An argument of infinite proportions (pi)

Masta Squidge

@unknownuser said:

...and that 1/3 does in fact end, thats why its called a repeating, terminating decimal."

I believe that is what we call a typo I believe it should read "does in fact NOT end, thats why its called a repeating, NON-terminating decimal.

Yeah, I slipped, it was past my bedtime.

SchreiberBike

@masta squidge said:

Please by all means message this joke to me! Unless its the one about the Special Olympics of course lol, because that is all too familiar.

Yep, that's the one.

SchreiberBike

Not that it will help, but here is a mathematical proof that pi is irrational:

@unknownuser said:

Niven's proof

The proof uses the characterization of π as the the smallest positive zero of the sine function. Like all proofs of irrationality, the argument proceeds by reductio ad absurdum.

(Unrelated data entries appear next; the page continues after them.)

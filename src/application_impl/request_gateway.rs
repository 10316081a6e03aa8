use crate::application_impl::RefreshCoordinator;
use crate::application_port::{AuthError, SessionService};
use crate::domain_port::Navigator;
use crate::infra::http::{build_url, error_message};
use reqwest::StatusCode;
use reqwest::header::{AUTHORIZATION, CONTENT_TYPE, HeaderMap, HeaderName, HeaderValue};
use serde::Serialize;
use serde::de::DeserializeOwned;
use serde_json::Value;
use std::fmt;
use std::sync::Arc;
use tracing::{debug, instrument, warn};

/// Verbs the authenticated gateway dispatches. There is no PATCH.
#[derive(Debug, Clone, Copy, PartialEq, Eq)]
pub enum Method {
    Get,
    Post,
    Put,
    Delete,
}

impl Method {
    fn as_reqwest(self) -> reqwest::Method {
        match self {
            Method::Get => reqwest::Method::GET,
            Method::Post => reqwest::Method::POST,
            Method::Put => reqwest::Method::PUT,
            Method::Delete => reqwest::Method::DELETE,
        }
    }
}

impl fmt::Display for Method {
    fn fmt(&self, f: &mut fmt::Formatter<'_>) -> fmt::Result {
        f.write_str(self.as_reqwest().as_str())
    }
}

#[derive(Debug, Clone)]
pub struct GatewayRequest {
    pub method: Method,
    pub path: String,
    pub body: Option<Value>,
    pub headers: Vec<(String, String)>,
}

impl GatewayRequest {
    pub fn new(method: Method, path: impl Into<String>) -> Self {
        Self {
            method,
            path: path.into(),
            body: None,
            headers: Vec::new(),
        }
    }

    pub fn json<B: Serialize + ?Sized>(mut self, body: &B) -> Result<Self, AuthError> {
        let value = serde_json::to_value(body)
            .map_err(|e| AuthError::Encode(format!("Failed to encode request: {e}")))?;
        self.body = Some(value);
        Ok(self)
    }

    pub fn header(mut self, name: impl Into<String>, value: impl Into<String>) -> Self {
        self.headers.push((name.into(), value.into()));
        self
    }
}

/// Outbound calls carrying the session's bearer token. Refreshes an expired
/// token before dispatch and ends the session on 401.
pub struct AuthenticatedRequestGateway {
    client: reqwest::Client,
    api_base: String,
    session: Arc<dyn SessionService>,
    coordinator: Arc<RefreshCoordinator>,
    navigator: Arc<dyn Navigator>,
    sign_in_path: String,
}

impl AuthenticatedRequestGateway {
    pub fn new(
        client: reqwest::Client,
        api_base: impl Into<String>,
        session: Arc<dyn SessionService>,
        coordinator: Arc<RefreshCoordinator>,
        navigator: Arc<dyn Navigator>,
        sign_in_path: impl Into<String>,
    ) -> Self {
        Self {
            client,
            api_base: api_base.into(),
            session,
            coordinator,
            navigator,
            sign_in_path: sign_in_path.into(),
        }
    }

    pub async fn get<T: DeserializeOwned>(&self, path: &str) -> Result<T, AuthError> {
        self.request(GatewayRequest::new(Method::Get, path)).await
    }

    pub async fn post<B, T>(&self, path: &str, body: &B) -> Result<T, AuthError>
    where
        B: Serialize + ?Sized,
        T: DeserializeOwned,
    {
        let request = GatewayRequest::new(Method::Post, path).json(body)?;
        self.request(request).await
    }

    pub async fn put<B, T>(&self, path: &str, body: &B) -> Result<T, AuthError>
    where
        B: Serialize + ?Sized,
        T: DeserializeOwned,
    {
        let request = GatewayRequest::new(Method::Put, path).json(body)?;
        self.request(request).await
    }

    pub async fn delete<T: DeserializeOwned>(&self, path: &str) -> Result<T, AuthError> {
        self.request(GatewayRequest::new(Method::Delete, path)).await
    }

    #[instrument(skip(self, request), fields(method = %request.method, path = %request.path))]
    pub async fn request<T: DeserializeOwned>(
        &self,
        request: GatewayRequest,
    ) -> Result<T, AuthError> {
        if !self.session.is_authenticated() {
            return Err(AuthError::Unauthorized);
        }

        if self.session.is_expired() {
            debug!("access token expired, refreshing before dispatch");
            self.coordinator.refresh().await?;
        }

        // Read the token only now, so a refresh that just finished is used.
        let token = self.session.access_token().ok_or(AuthError::Unauthorized)?;
        let headers = merge_headers(token.as_str(), &request.headers)?;

        let url = build_url(&self.api_base, &request.path);
        let mut builder = self
            .client
            .request(request.method.as_reqwest(), &url)
            .headers(headers);
        if let Some(body) = &request.body {
            let payload = serde_json::to_vec(body)
                .map_err(|e| AuthError::Encode(format!("Failed to encode request: {e}")))?;
            builder = builder.body(payload);
        }

        let response = builder.send().await.map_err(map_request_error)?;
        let status = response.status();
        let body = response
            .bytes()
            .await
            .map_err(|e| AuthError::Network(format!("Failed to read response: {e}")))?;

        if status == StatusCode::UNAUTHORIZED {
            warn!("request rejected with 401, ending session");
            self.session.logout().await;
            self.navigator.navigate(&self.sign_in_path);
            return Err(AuthError::Http {
                status: status.as_u16(),
                message: error_message(&String::from_utf8_lossy(&body)),
            });
        }

        if !status.is_success() {
            return Err(AuthError::Http {
                status: status.as_u16(),
                message: error_message(&String::from_utf8_lossy(&body)),
            });
        }

        decode_body(&body)
    }
}

/// Default content type, then the bearer token, then caller headers, which
/// override both.
fn merge_headers(token: &str, extra: &[(String, String)]) -> Result<HeaderMap, AuthError> {
    let mut headers = HeaderMap::new();
    headers.insert(CONTENT_TYPE, HeaderValue::from_static("application/json"));

    let bearer = HeaderValue::from_str(&format!("Bearer {token}"))
        .map_err(|e| AuthError::Encode(format!("Invalid access token header: {e}")))?;
    headers.insert(AUTHORIZATION, bearer);

    for (name, value) in extra {
        let name = HeaderName::from_bytes(name.as_bytes())
            .map_err(|e| AuthError::Encode(format!("Invalid header name {name}: {e}")))?;
        let value = HeaderValue::from_str(value)
            .map_err(|e| AuthError::Encode(format!("Invalid header value: {e}")))?;
        headers.insert(name, value);
    }
    Ok(headers)
}

/// An empty body decodes as JSON `null`, which fits `()` and `Option<T>`.
fn decode_body<T: DeserializeOwned>(body: &[u8]) -> Result<T, AuthError> {
    let body = if body.iter().all(u8::is_ascii_whitespace) {
        b"null".as_slice()
    } else {
        body
    };
    serde_json::from_slice(body)
        .map_err(|e| AuthError::Decode(format!("Failed to decode response: {e}")))
}

fn map_request_error(err: reqwest::Error) -> AuthError {
    if err.is_timeout() {
        AuthError::Timeout("Request timed out. Please try again.".to_string())
    } else {
        AuthError::Network(format!("Unable to reach the server: {err}"))
    }
}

Preparation: Suppose that π is rational, i.e. π = a / b for some integers a and b ≠ 0, which may be taken without loss of generality to be positive. Given any positive integer n, we define the polynomial function

f(x) = {x^n(a - bx)^n \over n!},\quad x\in\mathbb{R},

and denote by

F(x) = f(x) + \cdots + (-1)^j f^{(2j)}(x) + \cdots + (-1)^n f^{(2n)}(x). \, 

the alternating sum of f and its first n even derivatives.

Claim 1: F(0) = F(π)

Proof: Since

f(x)=b^n{x^n(\pi - x)^n \over n!}=f(\pi-x),\quad x\in\mathbb{R},

the chain rule and mathematical induction imply

f^{(j)}(x) = (-1)^j f^{(j)}(\pi - x),\quad x\in\mathbb{R},

for all the derivatives, in particular

f^{(2j)}(0)=f^{(2j)}(\pi)\,

for j = 1, 2, ...,n and Claim 1 follows from the definition of F.

Claim 2: F(0) is an integer.

Proof: Using the binomial formula to expand (a – bx)n and the index transformation j = k + n, we get the representation

f(x)={1\over n!}\sum_{j=n}^{2n}{n \choose j-n}a^{2n-j}(-b)^{j-n}x^{j}.\, 

Since the coefficients of x0, x1, ..., xn − 1 are zero and the degree of the polynomial f is at most 2n, we have f (j)(0) = 0 for j < n and j > 2n. Furthermore,

f^{(j)}(0)={j!\over n!}{n \choose j-n}a^{2n-j}(-b)^{j-n}\quad\mbox{for } n\le j\le 2n.

Since j ≥ n, the fraction of the two factorials is an integer. The same holds for the binomial coefficient, as can be seen from its combinatorical interpretation or Pascal's triangle. Hence f and every derivative of f at 0 is an integer and so is F(0).

Claim 3:

\frac12 \int_0^\pi f(x)\sin(x)\,dx=F(0) 

Proof: Since f (2n + 2) is the zero polynomial, we have

F'' + F = f.\, 

The derivatives of the sine and cosine function are given by (sin x)' = cos x and (cos x)' = −sin x, hence the product rule implies

(F'\cdot\sin - F\cdot\cos)' = f\cdot\sin. 

By the fundamental theorem of calculus

\frac12 \int_0^\pi f(x)\sin(x)\,dx= \frac12 \bigl(F'(x)\sin x - F(x)\cos x\bigr)\Big|_{x=0}^{x=\pi}.

Since sin 0 = sin π = 0 and cos 0 = –cos π = 1 (here we use the abovementioned characterization of π as a zero of the sine function), Claim 3 follows from Claim 1.

Conclusion: Since f(x) > 0 and sin x > 0 for 0 < x < π (because π is the smallest positive zero of the sine function), Claims 1 and 3 show that F(0) is a positive integer. Since

x(\pi -x) = \Bigl(\frac\pi2\Bigr)^2-\Bigl(x-\frac\pi2\Bigr)^2\le\Bigl(\frac\pi2\Bigr)^2,\quad x\in\mathbb{R},

and 0 ≤ sin x ≤ 1 for 0 ≤ x ≤ π, we have

\frac12 \int_0^\pi f(x)\sin(x)\,dx\le \frac{b^n}{n!}\Bigl(\frac\pi2\Bigr)^{2n+1},

which is smaller than 1 for large n, hence F(0) < 1 by Claim 3 for these n. This is impossible for the positive integer F(0).

Not that I understand it, but there it is.

Gaieus

Aha...
Well, thanks - at least for that very last line (now I can hope I'm not alone in the universe who does not understand it ).